### Directions
Your answer must be an exact repetition of every record.

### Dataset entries
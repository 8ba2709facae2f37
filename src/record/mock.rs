use super::RecordService;
use crate::models::{GenerationRecord, NewGenerationRecord};
use crate::{Error, Result};
use async_trait::async_trait;
use std::sync::{Arc, Mutex};

#[derive(Clone)]
pub struct MockRecordClient {
    saved: Arc<Mutex<Vec<NewGenerationRecord>>>,
    should_fail: Arc<Mutex<bool>>,
}

impl MockRecordClient {
    pub fn new() -> Self {
        Self {
            saved: Arc::new(Mutex::new(Vec::new())),
            should_fail: Arc::new(Mutex::new(false)),
        }
    }

    pub fn with_failure(self, should_fail: bool) -> Self {
        *self.should_fail.lock().unwrap() = should_fail;
        self
    }

    pub fn get_saved_records(&self) -> Vec<NewGenerationRecord> {
        self.saved.lock().unwrap().clone()
    }

    pub fn get_save_count(&self) -> usize {
        self.saved.lock().unwrap().len()
    }
}

impl Default for MockRecordClient {
    fn default() -> Self {
        Self::new()
    }
}

#[async_trait]
impl RecordService for MockRecordClient {
    async fn save_record(&self, record: &NewGenerationRecord) -> Result<GenerationRecord> {
        if *self.should_fail.lock().unwrap() {
            return Err(Error::Record("mock record failure".to_string()));
        }

        let mut saved = self.saved.lock().unwrap();
        saved.push(record.clone());

        Ok(GenerationRecord {
            id: saved.len() as i64,
            drawing_url: record.drawing_url.clone(),
            result_url: record.result_url.clone(),
            photo_url: record.photo_url.clone(),
            prompts_used: record.prompts_used.clone(),
            stage: record.stage.clone(),
            created_at: None,
        })
    }
}
//! Gemini wire types shared between request construction and response
//! interpretation.

use serde::{Deserialize, Serialize};

/// Gemini content container used in both requests and responses.
#[derive(Debug, Clone, Serialize, Deserialize)]
pub struct Content {
    #[serde(skip_serializing_if = "Option::is_none")]
    pub role: Option<String>,
    #[serde(default)]
    pub parts: Vec<Part>,
}

/// Untagged union of text and inline media content parts.
///
/// Variant order matters for `#[serde(untagged)]` decoding.
#[derive(Debug, Clone, Serialize, Deserialize)]
#[serde(untagged)]
pub enum Part {
    Text {
        text: String,
    },
    InlineData {
        #[serde(rename = "inlineData")]
        inline_data: InlineData,
    },
}

/// Base64 inline payload carrying an image in transport form.
#[derive(Debug, Clone, Serialize, Deserialize)]
#[serde(rename_all = "camelCase")]
pub struct InlineData {
    /// Format tag. Responses may omit it; PNG is assumed then.
    #[serde(default = "default_image_mime")]
    pub mime_type: String,
    pub data: String,
}

fn default_image_mime() -> String {
    "image/png".to_string()
}

/// Top-level `generateContent` response envelope.
#[derive(Debug, Deserialize)]
pub struct GenerateContentResponse {
    #[serde(default)]
    pub candidates: Vec<Candidate>,
}

/// Candidate completion item returned by Gemini.
///
/// `content` can be absent when generation stops before producing parts.
#[derive(Debug, Deserialize)]
pub struct Candidate {
    pub content: Option<Content>,
}

#[cfg(test)]
mod tests {
    use super::*;

    #[test]
    fn test_inline_data_mime_defaults_to_png() {
        let data: InlineData = serde_json::from_str(r#"{ "data": "AAAA" }"#).unwrap();
        assert_eq!(data.mime_type, "image/png");
    }

    #[test]
    fn test_candidate_without_content_parses() {
        let candidate: Candidate = serde_json::from_str(r#"{ "finishReason": "SAFETY" }"#).unwrap();
        assert!(candidate.content.is_none());
    }

    #[test]
    fn test_part_round_trip() {
        let part = Part::InlineData {
            inline_data: InlineData {
                mime_type: "image/jpeg".to_string(),
                data: "AAAA".to_string(),
            },
        };

        let json = serde_json::to_string(&part).unwrap();
        assert!(json.contains("inlineData"));
        assert!(json.contains("mimeType"));

        let parsed: Part = serde_json::from_str(&json).unwrap();
        assert!(matches!(parsed, Part::InlineData { .. }));
    }
}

### Result of the task
repository 8ba2709facae2f37
filename src/record/mock.rs
use super::RecordService;
use crate::models::{GenerationRecord, NewGenerationRecord};
use crate::{Error, Result};
use async_trait::async_trait;
use std::sync::{Arc, Mutex};

#[derive(Clone)]
pub struct MockRecordClient {
    saved: Arc<Mutex<Vec<NewGenerationRecord>>>,
    should_fail: Arc<Mutex<bool>>,
}

impl MockRecordClient {
    pub fn new() -> Self {
        Self {
            saved: Arc::new(Mutex::new(Vec::new())),
            should_fail: Arc::new(Mutex::new(false)),
        }
    }

    pub fn with_failure(self, should_fail: bool) -> Self {
        *self.should_fail.lock().unwrap() = should_fail;
        self
    }

    pub fn get_saved_records(&self) -> Vec<NewGenerationRecord> {
        self.saved.lock().unwrap().clone()
    }

    pub fn get_save_count(&self) -> usize {
        self.saved.lock().unwrap().len()
    }
}

impl Default for MockRecordClient {
    fn default() -> Self {
        Self::new()
    }
}

#[async_trait]
impl RecordService for MockRecordClient {
    async fn save_record(&self, record: &NewGenerationRecord) -> Result<GenerationRecord> {
        if *self.should_fail.lock().unwrap() {
            return Err(Error::Record("mock record failure".to_string()));
        }

        let mut saved = self.saved.lock().unwrap();
        saved.push(record.clone());

        Ok(GenerationRecord {
            id: saved.len() as i64,
            drawing_url: record.drawing_url.clone(),
            result_url: record.result_url.clone(),
            photo_url: record.photo_url.clone(),
            prompts_used: record.prompts_used.clone(),
            stage: record.stage.clone(),
            created_at: None,
        })
    }
}
//! Gemini wire types shared between request construction and response
//! interpretation.

use serde::{Deserialize, Serialize};

/// Gemini content container used in both requests and responses.
#[derive(Debug, Clone, Serialize, Deserialize)]
pub struct Content {
    #[serde(skip_serializing_if = "Option::is_none")]
    pub role: Option<String>,
    #[serde(default)]
    pub parts: Vec<Part>,
}

/// Untagged union of text and inline media content parts.
///
/// Variant order matters for `#[serde(untagged)]` decoding.
#[derive(Debug, Clone, Serialize, Deserialize)]
#[serde(untagged)]
pub enum Part {
    Text {
        text: String,
    },
    InlineData {
        #[serde(rename = "inlineData")]
        inline_data: InlineData,
    },
}

/// Base64 inline payload carrying an image in transport form.
#[derive(Debug, Clone, Serialize, Deserialize)]
#[serde(rename_all = "camelCase")]
pub struct InlineData {
    /// Format tag. Responses may omit it; PNG is assumed then.
    #[serde(default = "default_image_mime")]
    pub mime_type: String,
    pub data: String,
}

fn default_image_mime() -> String {
    "image/png".to_string()
}

/// Top-level `generateContent` response envelope.
#[derive(Debug, Deserialize)]
pub struct GenerateContentResponse {
    #[serde(default)]
    pub candidates: Vec<Candidate>,
}

/// Candidate completion item returned by Gemini.
///
/// `content` can be absent when generation stops before producing parts.
#[derive(Debug, Deserialize)]
pub struct Candidate {
    pub content: Option<Content>,
}

#[cfg(test)]
mod tests {
    use super::*;

    #[test]
    fn test_inline_data_mime_defaults_to_png() {
        let data: InlineData = serde_json::from_str(r#"{ "data": "AAAA" }"#).unwrap();
        assert_eq!(data.mime_type, "image/png");
    }

    #[test]
    fn test_candidate_without_content_parses() {
        let candidate: Candidate = serde_json::from_str(r#"{ "finishReason": "SAFETY" }"#).unwrap();
        assert!(candidate.content.is_none());
    }

    #[test]
    fn test_part_round_trip() {
        let part = Part::InlineData {
            inline_data: InlineData {
                mime_type: "image/jpeg".to_string(),
                data: "AAAA".to_string(),
            },
        };

        let json = serde_json::to_string(&part).unwrap();
        assert!(json.contains("inlineData"));
        assert!(json.contains("mimeType"));

        let parsed: Part = serde_json::from_str(&json).unwrap();
        assert!(matches!(parsed, Part::InlineData { .. }));
    }
}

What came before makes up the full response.